On 2018/08/24 16:58, Qu Wenruo wrote:
>
>
> On 2018/8/24 下午3:54, Misono Tomohiro wrote:
>> On 2018/08/24 16:20, Qu Wenruo wrote:
>>>
>>>
>>> On 2018/8/24 下午3:14, Misono Tomohiro wrote:
>>>> Hi,
>>>>
>>>> On 2018/08/21 14:40, Qu Wenruo wrote:
>>>>> Commit c6887cd11149 ("Btrfs: don't do nocow check unless we have to")
>>>>> makes nocow check less frequent to improve performance.
>>>>>
>>>>> However for quota enabled case, such optimization could lead to extra
>>>>> unnecessary data reservation, which results failure for test case like
>>>>> btrfs/153 in fstests.
>>>>>
>>>>> Fix it by reverting to old behavior for quota enabled case.
>>>>>
>>>>> Fixes: c6887cd11149 ("Btrfs: don't do nocow check unless we have to")
>>>>> Signed-off-by: Qu Wenruo <wqu@xxxxxxxx>
>>>>> ---
>>>>> changelog
>>>>> v2:
>>>>> Fix regression for quota+cow case. (Previously it will skip data
>>>>> reservation if quota is enabled, causing regression for limit case.
>>>>> Pointed out by Misono)
>>>>> ---
>>>>> fs/btrfs/file.c | 18 +++++++++++++++++-
>>>>> 1 file changed, 17 insertions(+), 1 deletion(-)
>>>>>
>>>>> diff --git a/fs/btrfs/file.c b/fs/btrfs/file.c
>>>>> index 2be00e873e92..183e5fb96f42 100644
>>>>> --- a/fs/btrfs/file.c
>>>>> +++ b/fs/btrfs/file.c
>>>>> @@ -1584,6 +1584,7 @@ static noinline ssize_t btrfs_buffered_write(struct kiocb *iocb,
>>>>> int ret = 0;
>>>>> bool only_release_metadata = false;
>>>>> bool force_page_uptodate = false;
>>>>> + bool quota_enabled = test_bit(BTRFS_FS_QUOTA_ENABLED, &fs_info->flags);
>>>>>
>>>>> nrptrs = min(DIV_ROUND_UP(iov_iter_count(i), PAGE_SIZE),
>>>>> PAGE_SIZE / (sizeof(struct page *)));
>>>>> @@ -1624,13 +1625,28 @@ static noinline ssize_t btrfs_buffered_write(struct kiocb *iocb,
>>>>> fs_info->sectorsize);
>>>>>
>>>>> extent_changeset_release(data_reserved);
>>>>> +
>>>>> + /*
>>>>> + * If we have quota enabled, we must do the heavy lift nocow
>>>>> + * check here to avoid reserving data space, or we can hit
>>>>> + * limitation for NOCOW files.
>>>>> + */
>>>>> + if (quota_enabled) {
>>>>> + if ((BTRFS_I(inode)->flags & (BTRFS_INODE_NODATACOW |
>>>>> + BTRFS_INODE_PREALLOC)) &&
>>>>> + check_can_nocow(BTRFS_I(inode), pos,
>>>>> + &write_bytes) > 0)
>>>>> + goto reserve_meta_only;
>>>>> + }
>>>>> ret = btrfs_check_data_free_space(inode, &data_reserved, pos,
>>>>> write_bytes);
>>>>> if (ret < 0) {
>>>>> if ((BTRFS_I(inode)->flags & (BTRFS_INODE_NODATACOW |
>>>>> BTRFS_INODE_PREALLOC)) &&
>>>>> check_can_nocow(BTRFS_I(inode), pos,
>>>>> - &write_bytes) > 0) {
>>>>> + &write_bytes) > 0 &&
>>>>
>>>>> + !quota_enabled) {
>>>>
>>>> (When we check this condition, quota_enabled must be false or otherwise
>>>> we have already goto reserve_meta_only.
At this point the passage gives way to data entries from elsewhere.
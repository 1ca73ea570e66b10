use clap::Args;
use serde_json::{json, Value};

use asean_econ_core::data::indicators::{pivot_indicators, trade_openness, PivotOptions};
use asean_econ_core::data::{Country, WideTable, YearRange};

use crate::input;

/// Arguments for pivoting a combined World Development Indicators table
#[derive(Args)]
pub struct IndicatorsArgs {
    /// Combined WDIData-style CSV
    #[arg(long)]
    pub wdi: String,

    /// Exact indicator names to pivot (repeatable); defaults to the dashboard set
    #[arg(long)]
    pub indicator: Vec<String>,

    /// Restrict to these countries (comma-separated, aliases accepted)
    #[arg(long, value_delimiter = ',')]
    pub country: Option<Vec<Country>>,

    /// First year (inclusive)
    #[arg(long)]
    pub from: Option<i32>,

    /// Last year (inclusive)
    #[arg(long)]
    pub to: Option<i32>,

    /// Lines ahead of the CSV header
    #[arg(long, default_value = "0")]
    pub skip_rows: usize,
}

pub fn run_indicators(args: IndicatorsArgs) -> Result<Value, Box<dyn std::error::Error>> {
    let mut options = PivotOptions::default();
    if !args.indicator.is_empty() {
        options.indicators = args.indicator.clone();
    }
    if let Some(countries) = args.country {
        options.countries = countries;
    }
    options.year_range = YearRange::new(
        args.from.unwrap_or(options.year_range.start),
        args.to.unwrap_or(options.year_range.end),
    )?;

    let path = input::file::resolve_path(&args.wdi)?;
    let table = WideTable::from_path("WDI", &path, args.skip_rows)?;
    let grids = pivot_indicators(&table, &options)?;

    let warnings: Vec<String> = options
        .indicators
        .iter()
        .filter(|name| !grids.contains_key(*name))
        .map(|name| format!("indicator '{}' not found in {}", name, args.wdi))
        .collect();

    Ok(json!({
        "result": {
            "indicators": grids,
            "trade_openness": trade_openness(&grids),
        },
        "methodology": "Indicator pivot: linear interpolation per country, then cross-country median per year",
        "warnings": warnings,
    }))
}
//! Dashboard palette. Consumed only by renderers; nothing in the analysis
//! reads it.

use serde::Serialize;

#[derive(Debug, Clone, Copy, PartialEq, Eq, Serialize)]
pub struct Theme {
    pub primary: &'static str,
    pub slate: &'static str,
    pub muted: &'static str,
    pub silver: &'static str,
    pub teal: &'static str,
    pub gold: &'static str,
}

pub const THEME: Theme = Theme {
    primary: "#0B1F3A",
    slate: "#334155",
    muted: "#6B7280",
    silver: "#E5E7EB",
    teal: "#0EA5A4",
    gold: "#B08D57",
};

impl Default for Theme {
    fn default() -> Self {
        THEME
    }
}
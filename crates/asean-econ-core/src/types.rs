use serde::{Deserialize, Serialize};

use crate::error::EconError;
use crate::EconResult;

/// Calendar year of an observation (World Bank column label, e.g. 1996).
pub type Year = i32;

/// Shares and growth rates are carried in percentage points (3.5 = 3.5%).
pub type Percent = f64;

/// Standard computation output envelope
#[derive(Debug, Clone, Serialize, Deserialize)]
pub struct ComputationOutput<T: Serialize> {
    pub result: T,
    pub methodology: String,
    pub assumptions: serde_json::Value,
    pub warnings: Vec<String>,
    pub metadata: ComputationMetadata,
}

/// Metadata for every computation
#[derive(Debug, Clone, Serialize, Deserialize)]
pub struct ComputationMetadata {
    pub version: String,
    pub computation_time_us: u64,
    pub precision: String,
}

/// Helper to wrap computation results with metadata
pub fn with_metadata<T: Serialize>(
    methodology: &str,
    assumptions: &impl Serialize,
    warnings: Vec<String>,
    elapsed_us: u64,
    result: T,
) -> ComputationOutput<T> {
    ComputationOutput {
        result,
        methodology: methodology.to_string(),
        assumptions: serde_json::to_value(assumptions).unwrap_or_default(),
        warnings,
        metadata: ComputationMetadata {
            version: env!("CARGO_PKG_VERSION").to_string(),
            computation_time_us: elapsed_us,
            precision: "ieee754_f64".to_string(),
        },
    }
}

// ---------------------------------------------------------------------------
// Analyzer outcome
// ---------------------------------------------------------------------------

/// Result of one fault-isolated analyzer.
///
/// Analyzers never abort the pipeline: too few observations yields the
/// `InsufficientData` ("not run") state, any other error is kept as a
/// human-readable `Failed` message.
#[derive(Debug, Clone, Serialize, Deserialize)]
#[serde(tag = "status", rename_all = "snake_case")]
pub enum AnalysisOutcome<T> {
    Completed {
        result: T,
    },
    InsufficientData {
        required: usize,
        available: usize,
        message: String,
    },
    Failed {
        message: String,
    },
}

impl<T> AnalysisOutcome<T> {
    pub fn from_result(result: EconResult<T>) -> Self {
        match result {
            Ok(result) => AnalysisOutcome::Completed { result },
            Err(e) => match &e {
                EconError::InsufficientData {
                    required,
                    available,
                    ..
                } => AnalysisOutcome::InsufficientData {
                    required: *required,
                    available: *available,
                    message: e.to_string(),
                },
                _ => AnalysisOutcome::Failed {
                    message: e.to_string(),
                },
            },
        }
    }

    pub fn completed(&self) -> Option<&T> {
        match self {
            AnalysisOutcome::Completed { result } => Some(result),
            _ => None,
        }
    }

    pub fn is_completed(&self) -> bool {
        matches!(self, AnalysisOutcome::Completed { .. })
    }

    /// Explanation for a non-completed outcome.
    pub fn message(&self) -> Option<&str> {
        match self {
            AnalysisOutcome::Completed { .. } => None,
            AnalysisOutcome::InsufficientData { message, .. } => Some(message),
            AnalysisOutcome::Failed { message } => Some(message),
        }
    }
}

impl<T> From<EconResult<T>> for AnalysisOutcome<T> {
    fn from(result: EconResult<T>) -> Self {
        AnalysisOutcome::from_result(result)
    }
}

// ---------------------------------------------------------------------------
// Significance labelling
// ---------------------------------------------------------------------------

/// Plain-language significance band for a p-value.
#[derive(Debug, Clone, Copy, PartialEq, Eq, Serialize, Deserialize)]
#[serde(rename_all = "snake_case")]
pub enum Significance {
    VerySignificant,
    Significant,
    Indicative,
    NotSignificant,
}

impl Significance {
    /// NaN p-values are treated as not significant.
    pub fn from_p_value(p: f64) -> Self {
        if p < 0.01 {
            Significance::VerySignificant
        } else if p < 0.05 {
            Significance::Significant
        } else if p < 0.10 {
            Significance::Indicative
        } else {
            Significance::NotSignificant
        }
    }

    pub fn label(&self) -> &'static str {
        match self {
            Significance::VerySignificant => "very significant",
            Significance::Significant => "significant",
            Significance::Indicative => "indicative",
            Significance::NotSignificant => "not significant",
        }
    }
}

impl std::fmt::Display for Significance {
    fn fmt(&self, f: &mut std::fmt::Formatter<'_>) -> std::fmt::Result {
        f.write_str(self.label())
    }
}

/// Display text for a p-value, e.g. "p < 0.05 (significant)".
pub fn p_text(p: f64) -> String {
    if p.is_nan() {
        return "p-value unavailable".to_string();
    }
    match Significance::from_p_value(p) {
        Significance::VerySignificant => "p < 0.01 (very significant)".to_string(),
        Significance::Significant => "p < 0.05 (significant)".to_string(),
        Significance::Indicative => "p < 0.10 (indicative)".to_string(),
        Significance::NotSignificant => format!("p = {:.3} (not significant)", p),
    }
}
pub mod winsorize;

pub use winsorize::{winsorize, winsorize_panel, DEFAULT_QUANTILE};
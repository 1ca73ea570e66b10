use serde::{Deserialize, Serialize};

use crate::data::country::Country;
use crate::error::EconError;
use crate::types::{Percent, Year};
use crate::EconResult;

// ---------------------------------------------------------------------------
// Types
// ---------------------------------------------------------------------------

/// One joined (country, year) fact.
#[derive(Debug, Clone, Copy, PartialEq, Serialize, Deserialize)]
pub struct Observation {
    pub country: Country,
    pub year: Year,
    /// GDP growth (annual %).
    pub growth: Percent,
    /// FDI net inflows (% of GDP).
    pub investment_share: Percent,
}

/// Observation extended with the entity's previous growth value.
#[derive(Debug, Clone, Copy, PartialEq, Serialize, Deserialize)]
pub struct LaggedObservation {
    pub country: Country,
    pub year: Year,
    pub growth: Percent,
    pub investment_share: Percent,
    /// Growth at the entity's previous observed year; `None` for its first.
    pub growth_lag1: Option<Percent>,
}

/// Lag-augmented row with every regressor present.
#[derive(Debug, Clone, Copy, PartialEq, Serialize, Deserialize)]
pub struct PanelRow {
    pub country: Country,
    pub year: Year,
    pub growth: Percent,
    pub investment_share: Percent,
    pub growth_lag1: Percent,
}

/// Inclusive year window.
#[derive(Debug, Clone, Copy, PartialEq, Eq, Serialize, Deserialize)]
pub struct YearRange {
    pub start: Year,
    pub end: Year,
}

/// Default analysis window when the caller picks none.
const DEFAULT_WINDOW_START: Year = 2010;
const DEFAULT_WINDOW_END: Year = 2024;

impl YearRange {
    pub fn new(start: Year, end: Year) -> EconResult<Self> {
        if start > end {
            return Err(EconError::InvalidInput {
                field: "year_range".into(),
                reason: format!("start year {} is after end year {}", start, end),
            });
        }
        Ok(YearRange { start, end })
    }

    pub fn contains(&self, year: Year) -> bool {
        year >= self.start && year <= self.end
    }

    /// 2010–2024 clipped to the data span; the full span if that is empty.
    pub fn default_for(span: (Year, Year)) -> Self {
        let (min, max) = span;
        let start = min.max(DEFAULT_WINDOW_START);
        let end = max.min(DEFAULT_WINDOW_END);
        if start > end {
            YearRange {
                start: min,
                end: max,
            }
        } else {
            YearRange { start, end }
        }
    }
}

/// Entity × time panel, sorted by (country, year), unique per key.
///
/// Interior gaps in a country's years are allowed.
#[derive(Debug, Clone, Default, PartialEq, Serialize, Deserialize)]
pub struct Panel {
    observations: Vec<Observation>,
}

// ---------------------------------------------------------------------------
// Panel
// ---------------------------------------------------------------------------

impl Panel {
    pub fn from_observations(mut observations: Vec<Observation>) -> EconResult<Self> {
        if let Some(bad) = observations
            .iter()
            .find(|o| !o.growth.is_finite() || !o.investment_share.is_finite())
        {
            return Err(EconError::InvalidInput {
                field: "observations".into(),
                reason: format!("non-finite value for {} {}", bad.country, bad.year),
            });
        }
        observations.sort_by_key(|o| (o.country, o.year));
        if let Some(w) = observations
            .windows(2)
            .find(|w| w[0].country == w[1].country && w[0].year == w[1].year)
        {
            return Err(EconError::InvalidInput {
                field: "observations".into(),
                reason: format!("duplicate observation for {} {}", w[0].country, w[0].year),
            });
        }
        Ok(Panel { observations })
    }

    pub fn observations(&self) -> &[Observation] {
        &self.observations
    }

    pub fn len(&self) -> usize {
        self.observations.len()
    }

    pub fn is_empty(&self) -> bool {
        self.observations.is_empty()
    }

    /// Countries present, in panel order.
    pub fn countries(&self) -> Vec<Country> {
        let mut out: Vec<Country> = Vec::new();
        for o in &self.observations {
            if out.last() != Some(&o.country) {
                out.push(o.country);
            }
        }
        out
    }

    /// One country's observations, sorted by year.
    pub fn country_slice(&self, country: Country) -> &[Observation] {
        let start = self.observations.partition_point(|o| o.country < country);
        let end = self.observations.partition_point(|o| o.country <= country);
        &self.observations[start..end]
    }

    /// (growth, investment_share) columns for one country, in year order.
    pub fn country_columns(&self, country: Country) -> (Vec<f64>, Vec<f64>) {
        self.country_slice(country)
            .iter()
            .map(|o| (o.growth, o.investment_share))
            .unzip()
    }

    pub fn year_span(&self) -> Option<(Year, Year)> {
        let min = self.observations.iter().map(|o| o.year).min()?;
        let max = self.observations.iter().map(|o| o.year).max()?;
        Some((min, max))
    }

    pub fn filter_years(&self, range: YearRange) -> Panel {
        Panel {
            observations: self
                .observations
                .iter()
                .filter(|o| range.contains(o.year))
                .copied()
                .collect(),
        }
    }

    pub fn filter_countries(&self, countries: &[Country]) -> Panel {
        Panel {
            observations: self
                .observations
                .iter()
                .filter(|o| countries.contains(&o.country))
                .copied()
                .collect(),
        }
    }

    /// Copy with per-row values replaced; keys are preserved.
    pub(crate) fn with_values(&self, growth: &[f64], investment_share: &[f64]) -> Panel {
        Panel {
            observations: self
                .observations
                .iter()
                .zip(growth.iter().zip(investment_share.iter()))
                .map(|(o, (&g, &i))| Observation {
                    growth: g,
                    investment_share: i,
                    ..*o
                })
                .collect(),
        }
    }

    /// Add `growth_lag1` from the same country's previous observed year.
    pub fn lag_augmented(&self) -> Vec<LaggedObservation> {
        let mut out = Vec::with_capacity(self.observations.len());
        let mut prev: Option<&Observation> = None;
        for o in &self.observations {
            let growth_lag1 = match prev {
                Some(p) if p.country == o.country => Some(p.growth),
                _ => None,
            };
            out.push(LaggedObservation {
                country: o.country,
                year: o.year,
                growth: o.growth,
                investment_share: o.investment_share,
                growth_lag1,
            });
            prev = Some(o);
        }
        out
    }

    /// Lag-augmented rows with listwise deletion of incomplete rows.
    pub fn regression_rows(&self) -> Vec<PanelRow> {
        self.lag_augmented()
            .into_iter()
            .filter_map(|r| {
                r.growth_lag1.map(|lag| PanelRow {
                    country: r.country,
                    year: r.year,
                    growth: r.growth,
                    investment_share: r.investment_share,
                    growth_lag1: lag,
                })
            })
            .collect()
    }
}

#[cfg(test)]
mod tests {
    use super::*;

    fn obs(country: Country, year: Year, growth: f64, inv: f64) -> Observation {
        Observation {
            country,
            year,
            growth,
            investment_share: inv,
        }
    }

    fn sample() -> Panel {
        Panel::from_observations(vec![
            obs(Country::Vietnam, 2001, 6.0, 4.0),
            obs(Country::Indonesia, 2002, 4.5, 1.0),
            obs(Country::Indonesia, 2000, 4.9, -2.8),
            obs(Country::Vietnam, 2000, 6.8, 4.2),
            obs(Country::Indonesia, 2001, 3.6, -1.9),
        ])
        .unwrap()
    }

    #[test]
    fn test_sorted_by_country_then_year() {
        let p = sample();
        let keys: Vec<(Country, Year)> =
            p.observations().iter().map(|o| (o.country, o.year)).collect();
        assert_eq!(
            keys,
            vec![
                (Country::Indonesia, 2000),
                (Country::Indonesia, 2001),
                (Country::Indonesia, 2002),
                (Country::Vietnam, 2000),
                (Country::Vietnam, 2001),
            ]
        );
        assert_eq!(p.countries(), vec![Country::Indonesia, Country::Vietnam]);
    }

    #[test]
    fn test_duplicates_rejected() {
        let res = Panel::from_observations(vec![
            obs(Country::Thailand, 2000, 1.0, 1.0),
            obs(Country::Thailand, 2000, 2.0, 1.0),
        ]);
        assert!(res.is_err());
    }

    #[test]
    fn test_lag_never_crosses_entities() {
        let lagged = sample().lag_augmented();
        assert_eq!(lagged[0].growth_lag1, None);
        assert_eq!(lagged[1].growth_lag1, Some(4.9));
        assert_eq!(lagged[2].growth_lag1, Some(3.6));
        // First Vietnam row must not inherit Indonesia's last growth.
        assert_eq!(lagged[3].country, Country::Vietnam);
        assert_eq!(lagged[3].growth_lag1, None);
        assert_eq!(lagged[4].growth_lag1, Some(6.8));
    }

    #[test]
    fn test_regression_rows_drop_first_year() {
        let rows = sample().regression_rows();
        assert_eq!(rows.len(), 3);
        assert!(rows.iter().all(|r| r.year > 2000));
    }

    #[test]
    fn test_lag_spans_interior_gap() {
        let p = Panel::from_observations(vec![
            obs(Country::Philippines, 2000, 4.4, 2.1),
            obs(Country::Philippines, 2001, 2.9, 1.3),
            obs(Country::Philippines, 2003, 5.0, 0.6),
        ])
        .unwrap();
        let lagged = p.lag_augmented();
        assert_eq!(lagged[2].year, 2003);
        assert_eq!(lagged[2].growth_lag1, Some(2.9));

        let rows = p.regression_rows();
        let years: Vec<Year> = rows.iter().map(|r| r.year).collect();
        assert_eq!(years, vec![2001, 2003]);
        assert_eq!(rows[1].growth_lag1, 2.9);
    }

    #[test]
    fn test_country_slice_and_columns() {
        let p = sample();
        assert_eq!(p.country_slice(Country::Vietnam).len(), 2);
        assert!(p.country_slice(Country::Malaysia).is_empty());
        let (g, i) = p.country_columns(Country::Indonesia);
        assert_eq!(g, vec![4.9, 3.6, 4.5]);
        assert_eq!(i, vec![-2.8, -1.9, 1.0]);
    }

    #[test]
    fn test_default_year_range() {
        assert_eq!(
            YearRange::default_for((1990, 2023)),
            YearRange {
                start: 2010,
                end: 2023
            }
        );
        // Data entirely before 2010: fall back to the whole span.
        assert_eq!(
            YearRange::default_for((1990, 2005)),
            YearRange {
                start: 1990,
                end: 2005
            }
        );
        assert!(YearRange::new(2020, 2010).is_err());
    }

    #[test]
    fn test_filter_years_inclusive() {
        let p = sample().filter_years(YearRange {
            start: 2001,
            end: 2002,
        });
        assert_eq!(p.len(), 3);
    }
}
So it seems redundant.)
>>>
>>> It's possible that we have quota enabled, and then
>>> btrfs_check_data_free_space() failed with -EDQUOT.
>>>
>>> In that case, we need above !quota_enabled check to avoid unnecessary
>>> check and just go error branch.
>>
>> So should quota_enabled be checked before check_can_nocow()?
>
> Oh, yes, it should be put before nocow check.
>
>>
>>>
>>>>
>>>>> +reserve_meta_only:
>>>>> /*
>>>>> * For nodata cow case, no need to reserve
>>>>> * data space.
>>>>>
>>>>
>>>> I applied this patch on today's misc-next and it seems mostly ok, but
>>>> btrfs/022 sometimes gives following warning:
>>>
>>> This looks like related to the regression caused by commit
>>> c4c129db5da8f070147f175 ("btrfs: drop unused
>>> parameter qgroup_reserved").
>>>
>>> Would you please try reverting that patch?
>>
>> I think above commit is fixed by commit eb27db470 ("btrfs: fix
>> qgroup_free wrong num_bytes in btrfs_subvolume_reserve_metadata") which
>> is already in misc-next too.
>>
>> I reverted above two patch (and one more related patch 6b0cb14901
>> ("btrfs: drop useless member qgroup_reserved of btrfs_pending_snapshot")),
>> but get the same result.
>
> So something really goes wrong.
> I assume it's some error handler which double freed, but a quick glance
> nor my initial test run doesn't show something obvious.
>
> BTW, what's the possibility of such problem in your test environment?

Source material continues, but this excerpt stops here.